START Input material
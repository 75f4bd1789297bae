use crate::code::errors::{QueryCategory, QueryError};
use crate::selector::PseudoSpec;

/// Every pseudo-filter name a selector may use.
pub const PSEUDO_NAMES: &[&str] = &["first", "last", "eq", "gt", "lt", "even", "odd"];

/// A validated position-based refinement. Indices are 0-based.
///
/// Index arguments are signed: a negative or too large index is simply out
/// of range. `eq` then keeps nothing, `gt(-1)` keeps everything and
/// `lt(0)` keeps nothing.
#[derive(Debug, Clone, Copy, PartialEq, Eq)]
pub enum Pseudo {
    First,
    Last,
    Eq(i64),
    Gt(i64),
    Lt(i64),
    Even,
    Odd,
}

impl Pseudo {
    pub fn from_spec(spec: &PseudoSpec) -> Result<Self, QueryError> {
        let pseudo = match spec.name.as_str() {
            "first" => Pseudo::First,
            "last" => Pseudo::Last,
            "even" => Pseudo::Even,
            "odd" => Pseudo::Odd,
            "eq" => Pseudo::Eq(index_arg(spec)?),
            "gt" => Pseudo::Gt(index_arg(spec)?),
            "lt" => Pseudo::Lt(index_arg(spec)?),
            other => {
                return Err(QueryError::unknown_name(
                    QueryCategory::Pseudo,
                    other,
                    PSEUDO_NAMES.iter().copied(),
                ))
            }
        };

        if !matches!(pseudo, Pseudo::Eq(_) | Pseudo::Gt(_) | Pseudo::Lt(_)) && spec.arg.is_some()
        {
            return Err(QueryError::InvalidPseudoArgument {
                pseudo: spec.name.clone(),
                argument: spec.arg.clone(),
                message: "takes no argument".to_string(),
            });
        }

        Ok(pseudo)
    }

    pub fn apply<T>(self, items: Vec<T>) -> Vec<T> {
        match self {
            Pseudo::First => items.into_iter().take(1).collect(),
            Pseudo::Last => {
                let mut items = items;
                items.pop().into_iter().collect()
            }
            Pseudo::Eq(n) => match usize::try_from(n) {
                Ok(n) => items.into_iter().nth(n).into_iter().collect(),
                Err(_) => Vec::new(),
            },
            Pseudo::Gt(n) if n < 0 => items,
            Pseudo::Gt(n) => items.into_iter().skip(clamp_index(n).saturating_add(1)).collect(),
            Pseudo::Lt(n) if n <= 0 => Vec::new(),
            Pseudo::Lt(n) => items.into_iter().take(clamp_index(n)).collect(),
            Pseudo::Even => items.into_iter().step_by(2).collect(),
            Pseudo::Odd => items.into_iter().skip(1).step_by(2).collect(),
        }
    }
}

/// Non-negative index as `usize`, saturating where `usize` is narrower.
fn clamp_index(n: i64) -> usize {
    usize::try_from(n.max(0)).unwrap_or(usize::MAX)
}

/// Integer argument; digits beyond `i64` saturate towards their sign.
fn index_arg(spec: &PseudoSpec) -> Result<i64, QueryError> {
    let invalid = |message: &str| QueryError::InvalidPseudoArgument {
        pseudo: spec.name.clone(),
        argument: spec.arg.clone(),
        message: message.to_string(),
    };

    let arg = spec
        .arg
        .as_deref()
        .ok_or_else(|| invalid("requires an index argument"))?;
    let arg = arg.trim();
    let (negative, digits) = match arg.strip_prefix('-') {
        Some(digits) => (true, digits),
        None => (false, arg),
    };
    if digits.is_empty() || !digits.chars().all(|c| c.is_ascii_digit()) {
        return Err(invalid("index must be an integer"));
    }

    Ok(arg.parse::<i64>().unwrap_or(if negative { i64::MIN } else { i64::MAX }))
}

/// Applies pseudo-filters left to right, each stage consuming the previous
/// stage's output. Never looks at the tree again.
#[derive(Debug, Clone, Default, PartialEq, Eq)]
pub struct PseudoFilter {
    stages: Vec<Pseudo>,
}

impl PseudoFilter {
    pub fn new(specs: &[PseudoSpec]) -> Result<Self, QueryError> {
        let stages = specs
            .iter()
            .map(Pseudo::from_spec)
            .collect::<Result<Vec<_>, _>>()?;
        Ok(Self { stages })
    }

    pub fn is_identity(&self) -> bool {
        self.stages.is_empty()
    }

    pub fn stages(&self) -> &[Pseudo] {
        &self.stages
    }

    pub fn filter<T>(&self, items: Vec<T>) -> Vec<T> {
        self.stages
            .iter()
            .fold(items, |items, stage| stage.apply(items))
    }
}

#[cfg(test)]
mod tests {
    use super::*;

    fn filter(specs: &[PseudoSpec], items: Vec<u32>) -> Vec<u32> {
        PseudoFilter::new(specs).unwrap().filter(items)
    }

    #[test]
    fn first_and_last() {
        assert_eq!(filter(&[PseudoSpec::new("first")], vec![4, 5, 6]), vec![4]);
        assert_eq!(filter(&[PseudoSpec::new("last")], vec![4, 5, 6]), vec![6]);
        assert_eq!(filter(&[PseudoSpec::new("last")], vec![]), Vec::<u32>::new());
    }

    #[test]
    fn eq_out_of_range_is_empty() {
        assert_eq!(filter(&[PseudoSpec::with_arg("eq", "1")], vec![4, 5, 6]), vec![5]);
        assert!(filter(&[PseudoSpec::with_arg("eq", "3")], vec![4, 5, 6]).is_empty());
    }

    #[test]
    fn negative_and_huge_indices_are_out_of_range() {
        let items = vec![4, 5, 6];
        assert!(filter(&[PseudoSpec::with_arg("eq", "-1")], items.clone()).is_empty());
        assert!(filter(
            &[PseudoSpec::with_arg("eq", "99999999999999999999999")],
            items.clone()
        )
        .is_empty());
        assert_eq!(
            PseudoFilter::new(&[PseudoSpec::with_arg("eq", "-99999999999999999999999")])
                .unwrap()
                .stages(),
            &[Pseudo::Eq(i64::MIN)]
        );

        assert_eq!(filter(&[PseudoSpec::with_arg("gt", "-1")], items.clone()), items);
        assert_eq!(filter(&[PseudoSpec::with_arg("gt", "-5")], items.clone()), items);
        assert!(filter(&[PseudoSpec::with_arg("gt", "99999999999999999999999")], items.clone())
            .is_empty());
        assert!(filter(&[PseudoSpec::with_arg("lt", "0")], items.clone()).is_empty());
        assert!(filter(&[PseudoSpec::with_arg("lt", "-3")], items.clone()).is_empty());
        assert_eq!(
            filter(&[PseudoSpec::with_arg("lt", "99999999999999999999999")], items.clone()),
            items
        );
    }

    #[test]
    fn gt_lt_even_odd() {
        let items = vec![0, 1, 2, 3, 4];
        assert_eq!(filter(&[PseudoSpec::with_arg("gt", "2")], items.clone()), vec![3, 4]);
        assert_eq!(filter(&[PseudoSpec::with_arg("lt", "2")], items.clone()), vec![0, 1]);
        assert_eq!(filter(&[PseudoSpec::new("even")], items.clone()), vec![0, 2, 4]);
        assert_eq!(filter(&[PseudoSpec::new("odd")], items), vec![1, 3]);
    }

    #[test]
    fn stages_apply_in_order() {
        let specs = [PseudoSpec::with_arg("gt", "0"), PseudoSpec::new("first")];
        assert_eq!(filter(&specs, vec![7, 8, 9]), vec![8]);

        let specs = [PseudoSpec::new("first"), PseudoSpec::with_arg("gt", "0")];
        assert!(filter(&specs, vec![7, 8, 9]).is_empty());
    }

    #[test]
    fn empty_spec_list_is_identity() {
        let pseudo = PseudoFilter::new(&[]).unwrap();
        assert!(pseudo.is_identity());
        assert_eq!(pseudo.filter(vec![1, 2, 3]), vec![1, 2, 3]);
    }

    #[test]
    fn unknown_pseudo_fails_with_valid_names() {
        let err = PseudoFilter::new(&[PseudoSpec::new("second")]).unwrap_err();
        match err {
            QueryError::UnknownQueryName {
                category, valid, ..
            } => {
                assert_eq!(category, QueryCategory::Pseudo);
                assert_eq!(valid.len(), PSEUDO_NAMES.len());
            }
            other => panic!("unexpected error: {other:?}"),
        }
    }

    #[test]
    fn bad_arguments_fail() {
        assert!(matches!(
            PseudoFilter::new(&[PseudoSpec::new("eq")]),
            Err(QueryError::InvalidPseudoArgument { .. })
        ));
        assert!(matches!(
            PseudoFilter::new(&[PseudoSpec::with_arg("eq", "one")]),
            Err(QueryError::InvalidPseudoArgument { .. })
        ));
        assert!(matches!(
            PseudoFilter::new(&[PseudoSpec::with_arg("lt", "-")]),
            Err(QueryError::InvalidPseudoArgument { .. })
        ));
        assert!(matches!(
            PseudoFilter::new(&[PseudoSpec::with_arg("first", "2")]),
            Err(QueryError::InvalidPseudoArgument { .. })
        ));
    }
}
END Input material
Your task:
Isolate the lines above that contain the word "QueryError" and copy them.

Response:
use crate::code::errors::{QueryCategory, QueryError};
    pub fn from_spec(spec: &PseudoSpec) -> Result<Self, QueryError> {
                return Err(QueryError::unknown_name(
            return Err(QueryError::InvalidPseudoArgument {
fn index_arg(spec: &PseudoSpec) -> Result<i64, QueryError> {
    let invalid = |message: &str| QueryError::InvalidPseudoArgument {
    pub fn new(specs: &[PseudoSpec]) -> Result<Self, QueryError> {
            QueryError::UnknownQueryName {
            Err(QueryError::InvalidPseudoArgument { .. })
            Err(QueryError::InvalidPseudoArgument { .. })
            Err(QueryError::InvalidPseudoArgument { .. })
            Err(QueryError::InvalidPseudoArgument { .. })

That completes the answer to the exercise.